TASK STATEMENT:
Somewhere below are a line with "filename src/auth/mod.rs" and a later line with "pub use error::AuthError;". Output exactly those lines and all lines between them.

INFORMATION SUPPLIED Block Start

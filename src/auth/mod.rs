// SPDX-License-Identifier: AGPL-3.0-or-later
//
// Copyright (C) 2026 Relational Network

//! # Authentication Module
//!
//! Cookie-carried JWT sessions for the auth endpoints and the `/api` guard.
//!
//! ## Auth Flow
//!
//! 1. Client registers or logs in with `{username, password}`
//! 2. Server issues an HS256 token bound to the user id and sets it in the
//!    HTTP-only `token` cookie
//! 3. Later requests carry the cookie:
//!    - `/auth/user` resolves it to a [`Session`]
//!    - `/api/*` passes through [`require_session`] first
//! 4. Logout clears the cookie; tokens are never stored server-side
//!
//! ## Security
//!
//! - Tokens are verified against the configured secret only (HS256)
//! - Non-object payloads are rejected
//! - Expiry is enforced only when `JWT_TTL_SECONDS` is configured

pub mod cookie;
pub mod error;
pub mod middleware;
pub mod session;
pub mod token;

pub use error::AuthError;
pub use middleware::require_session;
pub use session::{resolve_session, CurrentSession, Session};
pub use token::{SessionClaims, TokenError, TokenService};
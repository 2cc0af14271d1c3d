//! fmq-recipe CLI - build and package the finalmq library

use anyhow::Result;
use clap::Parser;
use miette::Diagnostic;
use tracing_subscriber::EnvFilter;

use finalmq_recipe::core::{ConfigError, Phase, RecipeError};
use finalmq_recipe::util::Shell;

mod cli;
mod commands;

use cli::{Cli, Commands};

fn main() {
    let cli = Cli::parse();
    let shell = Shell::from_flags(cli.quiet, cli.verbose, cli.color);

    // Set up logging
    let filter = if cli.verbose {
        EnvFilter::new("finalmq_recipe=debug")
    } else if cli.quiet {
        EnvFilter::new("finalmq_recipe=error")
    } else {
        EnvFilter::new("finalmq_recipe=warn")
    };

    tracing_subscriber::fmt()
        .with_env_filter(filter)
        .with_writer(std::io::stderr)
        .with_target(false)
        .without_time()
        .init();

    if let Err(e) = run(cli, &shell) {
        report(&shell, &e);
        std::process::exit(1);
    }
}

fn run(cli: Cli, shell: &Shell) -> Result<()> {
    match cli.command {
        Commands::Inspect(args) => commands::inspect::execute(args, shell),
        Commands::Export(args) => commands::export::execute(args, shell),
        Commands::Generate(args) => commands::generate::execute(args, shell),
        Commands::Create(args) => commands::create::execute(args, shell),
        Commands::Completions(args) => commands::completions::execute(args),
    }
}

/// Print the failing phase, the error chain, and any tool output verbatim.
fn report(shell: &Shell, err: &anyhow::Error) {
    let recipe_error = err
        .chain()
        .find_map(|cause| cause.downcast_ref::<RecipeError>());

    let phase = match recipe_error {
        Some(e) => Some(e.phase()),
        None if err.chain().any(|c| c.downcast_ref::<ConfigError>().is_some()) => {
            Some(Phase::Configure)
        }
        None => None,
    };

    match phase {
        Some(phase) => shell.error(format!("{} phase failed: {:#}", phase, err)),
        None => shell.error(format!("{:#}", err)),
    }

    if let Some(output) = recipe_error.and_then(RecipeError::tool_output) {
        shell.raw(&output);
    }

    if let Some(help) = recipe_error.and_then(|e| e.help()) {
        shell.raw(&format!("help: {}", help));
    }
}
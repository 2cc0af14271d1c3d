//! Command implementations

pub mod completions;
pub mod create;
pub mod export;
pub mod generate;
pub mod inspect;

INFORMATION SUPPLIED Block End
INFORMATION SUPPLIED Block Start

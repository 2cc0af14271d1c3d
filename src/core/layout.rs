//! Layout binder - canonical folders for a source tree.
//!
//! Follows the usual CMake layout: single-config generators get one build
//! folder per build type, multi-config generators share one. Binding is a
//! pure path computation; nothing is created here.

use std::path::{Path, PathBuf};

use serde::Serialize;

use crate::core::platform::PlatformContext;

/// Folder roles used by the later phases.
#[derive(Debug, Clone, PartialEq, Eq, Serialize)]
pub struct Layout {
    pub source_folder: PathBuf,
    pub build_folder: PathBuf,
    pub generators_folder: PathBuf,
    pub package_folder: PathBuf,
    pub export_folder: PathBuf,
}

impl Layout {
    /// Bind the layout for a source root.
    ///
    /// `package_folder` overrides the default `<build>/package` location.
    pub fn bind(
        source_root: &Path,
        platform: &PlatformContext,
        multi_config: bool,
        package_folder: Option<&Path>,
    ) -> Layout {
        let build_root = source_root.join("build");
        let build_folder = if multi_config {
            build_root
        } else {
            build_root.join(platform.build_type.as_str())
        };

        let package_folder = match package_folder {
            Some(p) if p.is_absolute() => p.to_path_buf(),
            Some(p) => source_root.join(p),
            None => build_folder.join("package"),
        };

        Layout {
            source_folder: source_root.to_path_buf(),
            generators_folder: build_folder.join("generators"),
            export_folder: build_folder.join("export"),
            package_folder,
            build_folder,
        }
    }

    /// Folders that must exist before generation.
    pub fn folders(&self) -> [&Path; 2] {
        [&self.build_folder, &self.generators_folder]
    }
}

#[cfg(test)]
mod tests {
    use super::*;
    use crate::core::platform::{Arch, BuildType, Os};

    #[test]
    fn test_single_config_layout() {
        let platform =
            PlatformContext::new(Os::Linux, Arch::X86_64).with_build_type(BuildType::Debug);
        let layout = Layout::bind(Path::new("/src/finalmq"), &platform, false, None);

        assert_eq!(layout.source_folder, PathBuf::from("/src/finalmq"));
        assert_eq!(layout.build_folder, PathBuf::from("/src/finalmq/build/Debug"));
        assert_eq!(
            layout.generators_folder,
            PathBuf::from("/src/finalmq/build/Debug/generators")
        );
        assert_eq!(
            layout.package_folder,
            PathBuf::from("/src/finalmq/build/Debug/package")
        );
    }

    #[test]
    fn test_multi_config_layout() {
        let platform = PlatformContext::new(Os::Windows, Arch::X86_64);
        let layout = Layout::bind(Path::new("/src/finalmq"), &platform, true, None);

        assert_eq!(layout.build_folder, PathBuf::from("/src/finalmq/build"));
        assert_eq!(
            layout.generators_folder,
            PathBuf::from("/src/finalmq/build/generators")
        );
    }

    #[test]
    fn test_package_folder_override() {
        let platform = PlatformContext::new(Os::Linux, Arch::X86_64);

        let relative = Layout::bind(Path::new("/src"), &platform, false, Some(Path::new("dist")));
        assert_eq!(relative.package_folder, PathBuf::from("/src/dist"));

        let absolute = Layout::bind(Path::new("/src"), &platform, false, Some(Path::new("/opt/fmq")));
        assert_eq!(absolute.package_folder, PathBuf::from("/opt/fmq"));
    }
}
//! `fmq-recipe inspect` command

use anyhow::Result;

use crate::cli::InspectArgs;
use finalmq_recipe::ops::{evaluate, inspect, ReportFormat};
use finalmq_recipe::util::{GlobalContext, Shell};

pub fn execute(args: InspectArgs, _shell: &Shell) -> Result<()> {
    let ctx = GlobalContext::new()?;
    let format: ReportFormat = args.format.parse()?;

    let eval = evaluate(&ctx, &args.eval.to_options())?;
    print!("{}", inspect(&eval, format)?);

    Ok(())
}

INFORMATION SUPPLIED Block End

TASK SOLUTION:
filename src/auth/mod.rs
// SPDX-License-Identifier: AGPL-3.0-or-later
//
// Copyright (C) 2026 Relational Network

//! # Authentication Module
//!
//! Cookie-carried JWT sessions for the auth endpoints and the `/api` guard.
//!
//! ## Auth Flow
//!
//! 1. Client registers or logs in with `{username, password}`
//! 2. Server issues an HS256 token bound to the user id and sets it in the
//!    HTTP-only `token` cookie
//! 3. Later requests carry the cookie:
//!    - `/auth/user` resolves it to a [`Session`]
//!    - `/api/*` passes through [`require_session`] first
//! 4. Logout clears the cookie; tokens are never stored server-side
//!
//! ## Security
//!
//! - Tokens are verified against the configured secret only (HS256)
//! - Non-object payloads are rejected
//! - Expiry is enforced only when `JWT_TTL_SECONDS` is configured

pub mod cookie;
pub mod error;
pub mod middleware;
pub mod session;
pub mod token;

pub use error::AuthError;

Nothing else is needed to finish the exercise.